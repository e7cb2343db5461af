//! Corruption detection: score how trustworthy a page's extracted text is.
//!
//! ## Why score instead of a boolean?
//!
//! Garbled text extraction is a spectrum — a stray symbol or two is normal,
//! a page of `(cid:241)` placeholders is useless. Three independent signals
//! are combined into one score in [0, 1]:
//!
//! 1. suspicious-character ratio: replacement characters, control characters
//!    outside whitespace, and `(cid:NNN)` unmapped-glyph placeholders;
//! 2. whether the backend itself emitted decode warnings for the page;
//! 3. the fraction of words containing no alphanumeric character.
//!
//! The score is monotonically non-decreasing in each signal, and the verdict
//! flips to `Corrupted` above a configured threshold. The weights are policy,
//! not contract — tuned so that a predominantly garbled page is flagged while
//! a handful of stray symbols is not.
//!
//! This never fails: a page the backend could not extract at all maps to a
//! saturated score with reason [`CorruptionSignal::ExtractionFailed`], and a
//! legitimately blank page (no spans, no tables) is `Clean`.

use crate::backend::RawPageArtifacts;
use crate::config::ExtractorConfig;
use once_cell::sync::Lazy;
use regex::Regex;
use serde::{Deserialize, Serialize};
use std::collections::BTreeSet;

/// Weight of the suspicious-character ratio in the combined score.
pub const WEIGHT_SUSPICIOUS_CHARS: f64 = 0.5;
/// Weight of the backend-warning signal.
pub const WEIGHT_BACKEND_WARNINGS: f64 = 0.3;
/// Weight of the junk-word ratio.
pub const WEIGHT_JUNK_WORDS: f64 = 0.2;

/// Backend decode warnings at or above this count flip the warning signal.
const WARNING_COUNT_CUTOFF: u32 = 3;

/// Per-signal cutoff for listing a signal in the `reasons` set.
const SIGNAL_REASON_CUTOFF: f64 = 0.1;

static RE_CID_PLACEHOLDER: Lazy<Regex> = Lazy::new(|| {
    // pdfminer-style marker for a glyph with no Unicode mapping.
    Regex::new(r"\(cid:\d+\)").unwrap()
});

/// Named signal that contributed to a corruption verdict.
#[derive(Debug, Clone, Copy, PartialEq, Eq, PartialOrd, Ord, Serialize, Deserialize)]
#[serde(rename_all = "snake_case")]
pub enum CorruptionSignal {
    /// Replacement/control/placeholder character ratio exceeded.
    SuspiciousChars,
    /// The backend emitted decode warnings while extracting the page.
    BackendWarnings,
    /// Too many extracted "words" contain no alphanumeric character.
    NonAlphanumericWords,
    /// Spans exist but contain no usable characters at all.
    NoUsableText,
    /// The backend failed outright for this page.
    ExtractionFailed,
}

/// Trustworthiness verdict for one page's text.
#[derive(Debug, Clone, Copy, PartialEq, Eq, Serialize, Deserialize)]
#[serde(rename_all = "snake_case")]
pub enum Verdict {
    Clean,
    Corrupted,
}

/// Per-page corruption assessment. Computed once, immutable afterwards.
#[derive(Debug, Clone, PartialEq, Serialize, Deserialize)]
pub struct CorruptionAssessment {
    /// Combined score in [0, 1].
    pub score: f64,
    pub verdict: Verdict,
    pub reasons: BTreeSet<CorruptionSignal>,
}

impl CorruptionAssessment {
    pub fn is_corrupted(&self) -> bool {
        self.verdict == Verdict::Corrupted
    }

    /// The assessment for a page the backend failed to extract: maximal
    /// corruption, never a fatal error for the request.
    pub fn extraction_failed() -> Self {
        let mut reasons = BTreeSet::new();
        reasons.insert(CorruptionSignal::ExtractionFailed);
        Self {
            score: 1.0,
            verdict: Verdict::Corrupted,
            reasons,
        }
    }
}

/// Assess one page's extracted text against the configured threshold.
///
/// Pure function of the page's artifacts and the config; table cell content
/// is included in the scan so a page whose only text lives in garbled tables
/// is still caught.
pub fn assess(artifacts: &RawPageArtifacts, config: &ExtractorConfig) -> CorruptionAssessment {
    let text = concat_page_text(artifacts);

    // Legitimately blank page: nothing extracted, no warnings.
    if text.trim().is_empty() {
        if artifacts.decode_warnings >= WARNING_COUNT_CUTOFF {
            // The backend choked on content it then failed to deliver.
            let mut reasons = BTreeSet::new();
            reasons.insert(CorruptionSignal::BackendWarnings);
            reasons.insert(CorruptionSignal::NoUsableText);
            return CorruptionAssessment {
                score: 1.0,
                verdict: Verdict::Corrupted,
                reasons,
            };
        }
        if artifacts.spans.iter().any(|s| !s.text.is_empty()) {
            // Spans exist but hold only whitespace/empties: no usable text.
            let mut reasons = BTreeSet::new();
            reasons.insert(CorruptionSignal::NoUsableText);
            return CorruptionAssessment {
                score: 1.0,
                verdict: Verdict::Corrupted,
                reasons,
            };
        }
        return CorruptionAssessment {
            score: 0.0,
            verdict: Verdict::Clean,
            reasons: BTreeSet::new(),
        };
    }

    let char_ratio = suspicious_char_ratio(&text);
    let warned = artifacts.decode_warnings >= WARNING_COUNT_CUTOFF;
    let junk_ratio = junk_word_ratio(&text);

    let score = (WEIGHT_SUSPICIOUS_CHARS * char_ratio
        + WEIGHT_BACKEND_WARNINGS * if warned { 1.0 } else { 0.0 }
        + WEIGHT_JUNK_WORDS * junk_ratio)
        .clamp(0.0, 1.0);

    let mut reasons = BTreeSet::new();
    if char_ratio > SIGNAL_REASON_CUTOFF {
        reasons.insert(CorruptionSignal::SuspiciousChars);
    }
    if warned {
        reasons.insert(CorruptionSignal::BackendWarnings);
    }
    if junk_ratio > SIGNAL_REASON_CUTOFF {
        reasons.insert(CorruptionSignal::NonAlphanumericWords);
    }

    let verdict = if score > config.corruption_threshold {
        Verdict::Corrupted
    } else {
        Verdict::Clean
    };

    CorruptionAssessment {
        score,
        verdict,
        reasons,
    }
}

/// All of the page's text: spans plus table cells, in extraction order.
fn concat_page_text(artifacts: &RawPageArtifacts) -> String {
    let mut text = String::new();
    for span in &artifacts.spans {
        text.push_str(&span.text);
        text.push('\n');
    }
    for table in &artifacts.tables {
        for row in &table.rows {
            for cell in row.iter().flatten() {
                text.push_str(cell);
                text.push(' ');
            }
            text.push('\n');
        }
    }
    text
}

/// Fraction of characters in the suspicious class.
///
/// Each `(cid:NNN)` placeholder counts as one suspicious glyph standing in
/// for the whole sequence, so a page full of them saturates without the
/// digits inside the marker diluting the ratio.
fn suspicious_char_ratio(text: &str) -> f64 {
    let cid_count = RE_CID_PLACEHOLDER.find_iter(text).count();
    let stripped = RE_CID_PLACEHOLDER.replace_all(text, "");

    let mut total = cid_count;
    let mut suspicious = cid_count;
    for ch in stripped.chars() {
        total += 1;
        if ch == '\u{FFFD}' {
            suspicious += 1;
        } else if ch.is_control() && !matches!(ch, '\t' | '\n' | '\r') {
            suspicious += 1;
        } else if is_outside_plausible_glyphs(ch) {
            suspicious += 1;
        }
    }

    if total == 0 {
        0.0
    } else {
        suspicious as f64 / total as f64
    }
}

/// Characters no font in a text document plausibly maps: unassigned planes,
/// private-use areas, and the noncharacter range.
fn is_outside_plausible_glyphs(ch: char) -> bool {
    matches!(ch,
        '\u{E000}'..='\u{F8FF}'        // private use area
        | '\u{FDD0}'..='\u{FDEF}'      // noncharacters
        | '\u{FFF0}'..='\u{FFFB}'      // specials (minus U+FFFD, handled above)
    )
}

/// Fraction of whitespace-separated words with no alphanumeric character.
fn junk_word_ratio(text: &str) -> f64 {
    let mut words = 0usize;
    let mut junk = 0usize;
    for word in text.split_whitespace() {
        words += 1;
        if !word.chars().any(|c| c.is_alphanumeric()) {
            junk += 1;
        }
    }
    if words == 0 {
        0.0
    } else {
        junk as f64 / words as f64
    }
}

#[cfg(test)]
mod tests {
    use super::*;
    use crate::backend::{BBox, TextSpan};

    fn page_with_text(text: &str) -> RawPageArtifacts {
        RawPageArtifacts {
            page_width: 612.0,
            page_height: 792.0,
            spans: vec![TextSpan {
                bbox: BBox::new(0.0, 0.0, 612.0, 20.0),
                text: text.to_string(),
            }],
            ..Default::default()
        }
    }

    #[test]
    fn clean_prose_is_clean() {
        let a = assess(
            &page_with_text("The quick brown fox jumps over the lazy dog."),
            &ExtractorConfig::default(),
        );
        assert_eq!(a.verdict, Verdict::Clean);
        assert!(a.score < 0.1, "score = {}", a.score);
    }

    #[test]
    fn stray_symbols_do_not_flag_the_page() {
        let a = assess(
            &page_with_text("Revenue grew 12% — see §4.2 and footnote †3."),
            &ExtractorConfig::default(),
        );
        assert_eq!(a.verdict, Verdict::Clean);
    }

    #[test]
    fn replacement_character_soup_is_corrupted() {
        let garbled = "\u{FFFD}".repeat(200);
        let a = assess(&page_with_text(&garbled), &ExtractorConfig::default());
        assert_eq!(a.verdict, Verdict::Corrupted);
        assert!(a.reasons.contains(&CorruptionSignal::SuspiciousChars));
    }

    #[test]
    fn cid_placeholders_are_suspicious() {
        let garbled = "(cid:112)(cid:97)(cid:103)(cid:101)".repeat(20);
        let a = assess(&page_with_text(&garbled), &ExtractorConfig::default());
        assert_eq!(a.verdict, Verdict::Corrupted);
        assert!(a.reasons.contains(&CorruptionSignal::SuspiciousChars));
    }

    #[test]
    fn score_is_monotone_in_replacement_ratio() {
        // Holds the other signals fixed while ramping the replacement share.
        let config = ExtractorConfig::default();
        let mut prev = -1.0;
        for bad in 0..=10 {
            let text: String = "a".repeat(100 - bad * 10) + &"\u{FFFD}".repeat(bad * 10);
            let a = assess(&page_with_text(&text), &config);
            assert!(
                a.score >= prev,
                "score decreased: {} -> {} at {bad}",
                prev,
                a.score
            );
            prev = a.score;
        }
    }

    #[test]
    fn backend_warnings_raise_the_score() {
        let config = ExtractorConfig::default();
        let mut quiet = page_with_text("ordinary page text here");
        let mut noisy = quiet.clone();
        quiet.decode_warnings = 0;
        noisy.decode_warnings = 5;
        let a = assess(&quiet, &config);
        let b = assess(&noisy, &config);
        assert!(b.score > a.score);
        assert!(b.reasons.contains(&CorruptionSignal::BackendWarnings));
    }

    #[test]
    fn blank_page_is_clean() {
        let a = assess(&RawPageArtifacts::default(), &ExtractorConfig::default());
        assert_eq!(a.verdict, Verdict::Clean);
        assert_eq!(a.score, 0.0);
        assert!(a.reasons.is_empty());
    }

    #[test]
    fn whitespace_only_spans_saturate() {
        let a = assess(&page_with_text("   \t  "), &ExtractorConfig::default());
        assert_eq!(a.verdict, Verdict::Corrupted);
        assert!(a.reasons.contains(&CorruptionSignal::NoUsableText));
    }

    #[test]
    fn junk_words_alone_stay_below_threshold() {
        // Symbol-only words contribute at most WEIGHT_JUNK_WORDS (0.2) which
        // is under the 0.3 default threshold; combined with suspicious chars
        // they tip pages over, alone they do not.
        let a = assess(
            &page_with_text("--- === ::: +++ ///"),
            &ExtractorConfig::default(),
        );
        assert!(a.score <= WEIGHT_JUNK_WORDS + 1e-9);
    }

    #[test]
    fn extraction_failure_is_maximal() {
        let a = CorruptionAssessment::extraction_failed();
        assert_eq!(a.score, 1.0);
        assert!(a.is_corrupted());
        assert!(a.reasons.contains(&CorruptionSignal::ExtractionFailed));
    }

    #[test]
    fn tables_participate_in_the_scan() {
        use crate::backend::TableRegion;
        let mut page = RawPageArtifacts {
            page_width: 612.0,
            page_height: 792.0,
            ..Default::default()
        };
        page.tables.push(TableRegion {
            bbox: BBox::new(0.0, 100.0, 612.0, 300.0),
            rows: vec![vec![Some("\u{FFFD}\u{FFFD}\u{FFFD}".into()); 4]; 6],
        });
        let a = assess(&page, &ExtractorConfig::default());
        assert_eq!(a.verdict, Verdict::Corrupted);
    }
}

→ EXERCISE GOAL
Restate the listing word for word, but only from its first line through the line with "pub const WEIGHT_JUNK_WORDS: f64 = 0.2;", keeping both end lines.

→ RESPONSE
repository e7cb2343db5461af
//! Corruption detection: score how trustworthy a page's extracted text is.
//!
//! ## Why score instead of a boolean?
//!
//! Garbled text extraction is a spectrum — a stray symbol or two is normal,
//! a page of `(cid:241)` placeholders is useless. Three independent signals
//! are combined into one score in [0, 1]:
//!
//! 1. suspicious-character ratio: replacement characters, control characters
//!    outside whitespace, and `(cid:NNN)` unmapped-glyph placeholders;
//! 2. whether the backend itself emitted decode warnings for the page;
//! 3. the fraction of words containing no alphanumeric character.
//!
//! The score is monotonically non-decreasing in each signal, and the verdict
//! flips to `Corrupted` above a configured threshold. The weights are policy,
//! not contract — tuned so that a predominantly garbled page is flagged while
//! a handful of stray symbols is not.
//!
//! This never fails: a page the backend could not extract at all maps to a
//! saturated score with reason [`CorruptionSignal::ExtractionFailed`], and a
//! legitimately blank page (no spans, no tables) is `Clean`.

use crate::backend::RawPageArtifacts;
use crate::config::ExtractorConfig;
use once_cell::sync::Lazy;
use regex::Regex;
use serde::{Deserialize, Serialize};
use std::collections::BTreeSet;

/// Weight of the suspicious-character ratio in the combined score.
pub const WEIGHT_SUSPICIOUS_CHARS: f64 = 0.5;
/// Weight of the backend-warning signal.
pub const WEIGHT_BACKEND_WARNINGS: f64 = 0.3;
/// Weight of the junk-word ratio.
pub const WEIGHT_JUNK_WORDS: f64 = 0.2;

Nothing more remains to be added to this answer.